### Saved entries
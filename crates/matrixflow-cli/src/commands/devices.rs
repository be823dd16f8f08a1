use chrono::{DateTime, Utc};
use matrixflow_api_models::{AssignmentUpdate, Device, Page};
use matrixflow_core::{DeviceStatuses, PageRequest, PresenceConfig, PresenceTally};
use serde::Serialize;

use crate::cli::{
    DeviceAssignArgs, DeviceListArgs, DeviceShowArgs, OutputFormat, PresenceFilter,
};
use crate::client::{AppContext, CliError, CliResult, read_json, require_id, send};
use crate::commands::config::fetch_presence_config;
use crate::output::{render_device_detail, render_device_list};

/// Device paired with the presence verdicts computed for it.
#[derive(Debug, Serialize)]
#[serde(rename_all = "camelCase")]
pub(crate) struct DeviceView<'a> {
    #[serde(flatten)]
    pub(crate) device: &'a Device,
    #[serde(flatten)]
    pub(crate) statuses: DeviceStatuses,
}

/// One rendered page of the device list.
#[derive(Debug, Serialize)]
#[serde(rename_all = "camelCase")]
pub(crate) struct DeviceListView<'a> {
    pub(crate) items: Vec<DeviceView<'a>>,
    pub(crate) total: u64,
    pub(crate) page: u32,
    pub(crate) limit: u32,
    pub(crate) summary: PresenceTally,
    pub(crate) observed_at: DateTime<Utc>,
}

/// Query for one page of devices.
#[derive(Debug, Clone, Default)]
pub(crate) struct DeviceQuery<'a> {
    pub(crate) page: PageRequest,
    pub(crate) search: Option<&'a str>,
}

pub(crate) async fn fetch_device_page(
    ctx: &AppContext,
    query: &DeviceQuery<'_>,
) -> CliResult<Page<Device>> {
    let mut url = ctx.endpoint(&["api", "devices"])?;
    {
        let mut pairs = url.query_pairs_mut();
        for (key, value) in query.page.query_pairs() {
            pairs.append_pair(key, &value);
        }
        if let Some(search) = query.search.map(str::trim).filter(|s| !s.is_empty()) {
            pairs.append_pair("search", search);
        }
    }

    let response = send(ctx.authorized(ctx.client.get(url))?, "/api/devices").await?;
    read_json(response, "device list").await
}

/// Classify every device on `page` at a single instant.
pub(crate) fn build_list_view<'a>(
    page: &'a Page<Device>,
    config: &PresenceConfig,
    now: DateTime<Utc>,
    filter: Option<PresenceFilter>,
) -> DeviceListView<'a> {
    let classified: Vec<DeviceView<'a>> = page
        .items
        .iter()
        .map(|device| DeviceView {
            device,
            statuses: device.heartbeats().statuses(now, config),
        })
        .collect();
    let summary: PresenceTally = classified.iter().map(|view| view.statuses).collect();
    let items = classified
        .into_iter()
        .filter(|view| filter.is_none_or(|wanted| wanted.matches(view.statuses.client_status)))
        .collect();

    DeviceListView {
        items,
        total: page.total,
        page: page.page,
        limit: page.limit,
        summary,
        observed_at: now,
    }
}

pub(crate) async fn handle_device_list(
    ctx: &AppContext,
    args: DeviceListArgs,
    output: OutputFormat,
) -> CliResult<()> {
    let query = DeviceQuery {
        page: PageRequest::new(args.page, args.limit)?,
        search: args.search.as_deref(),
    };
    let page = fetch_device_page(ctx, &query).await?;
    let config = fetch_presence_config(ctx).await;
    let view = build_list_view(&page, &config, Utc::now(), args.status);
    render_device_list(&view, output)
}

pub(crate) async fn fetch_device(ctx: &AppContext, id: &str) -> CliResult<Device> {
    let url = ctx.endpoint(&["api", "devices", id])?;
    let response = send(ctx.authorized(ctx.client.get(url))?, "/api/devices/{id}").await?;
    read_json(response, "device detail").await
}

pub(crate) async fn handle_device_show(
    ctx: &AppContext,
    args: DeviceShowArgs,
    output: OutputFormat,
) -> CliResult<()> {
    let id = require_id("device id", &args.id)?;
    let device = fetch_device(ctx, id).await?;
    let config = fetch_presence_config(ctx).await;
    let now = Utc::now();
    let view = DeviceView {
        device: &device,
        statuses: device.heartbeats().statuses(now, &config),
    };
    render_device_detail(&view, now, output)
}

pub(crate) fn build_assignment_update(args: &DeviceAssignArgs) -> CliResult<AssignmentUpdate> {
    let update = AssignmentUpdate {
        assigned_user: args.assigned_user.as_deref().map(normalize_field),
        department: args.department.as_deref().map(normalize_field),
        location: args.location.as_deref().map(normalize_field),
        notes: args.notes.as_deref().map(normalize_field),
    };
    if update.is_empty() {
        return Err(CliError::validation(
            "nothing to update (pass --user, --department, --location, or --notes)",
        ));
    }
    Ok(update)
}

fn normalize_field(value: &str) -> String {
    value.trim().to_string()
}

pub(crate) async fn handle_device_assign(
    ctx: &AppContext,
    args: DeviceAssignArgs,
    output: OutputFormat,
) -> CliResult<()> {
    let id = require_id("device id", &args.id)?;
    let update = build_assignment_update(&args)?;
    let url = ctx.endpoint(&["api", "devices", id, "assignment"])?;
    let response = send(
        ctx.authorized(ctx.client.put(url))?.json(&update),
        "/api/devices/{id}/assignment",
    )
    .await?;
    let device: Device = read_json(response, "updated device").await?;

    let config = fetch_presence_config(ctx).await;
    let now = Utc::now();
    let view = DeviceView {
        device: &device,
        statuses: device.heartbeats().statuses(now, &config),
    };
    render_device_detail(&view, now, output)
}
use matrixflow_api_models::ReportSummary;
use matrixflow_core::DateRange;

use crate::cli::{OutputFormat, ReportArgs};
use crate::client::{AppContext, CliResult, read_json, send};
use crate::output::render_report;

pub(crate) async fn fetch_report(ctx: &AppContext, range: &DateRange) -> CliResult<ReportSummary> {
    let mut url = ctx.endpoint(&["api", "reports", "summary"])?;
    if !range.is_unbounded() {
        let mut pairs = url.query_pairs_mut();
        for (key, value) in range.query_pairs() {
            pairs.append_pair(key, &value);
        }
    }
    let response = send(ctx.authorized(ctx.client.get(url))?, "/api/reports/summary").await?;
    read_json(response, "report summary").await
}

pub(crate) async fn handle_report(
    ctx: &AppContext,
    args: ReportArgs,
    output: OutputFormat,
) -> CliResult<()> {
    let range = DateRange::parse(args.from.as_deref(), args.to.as_deref())?;
    let mut report = fetch_report(ctx, &range).await?;
    report.top_apps.truncate(args.top);
    report.top_titles.truncate(args.top);
    render_report(&report, output)
}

### WHAT NEEDS TO BE DONE
Go line by line through the records and copy those that contain the word "total".

### WRITTEN ANSWER
    pub(crate) total: u64,
        total: page.total,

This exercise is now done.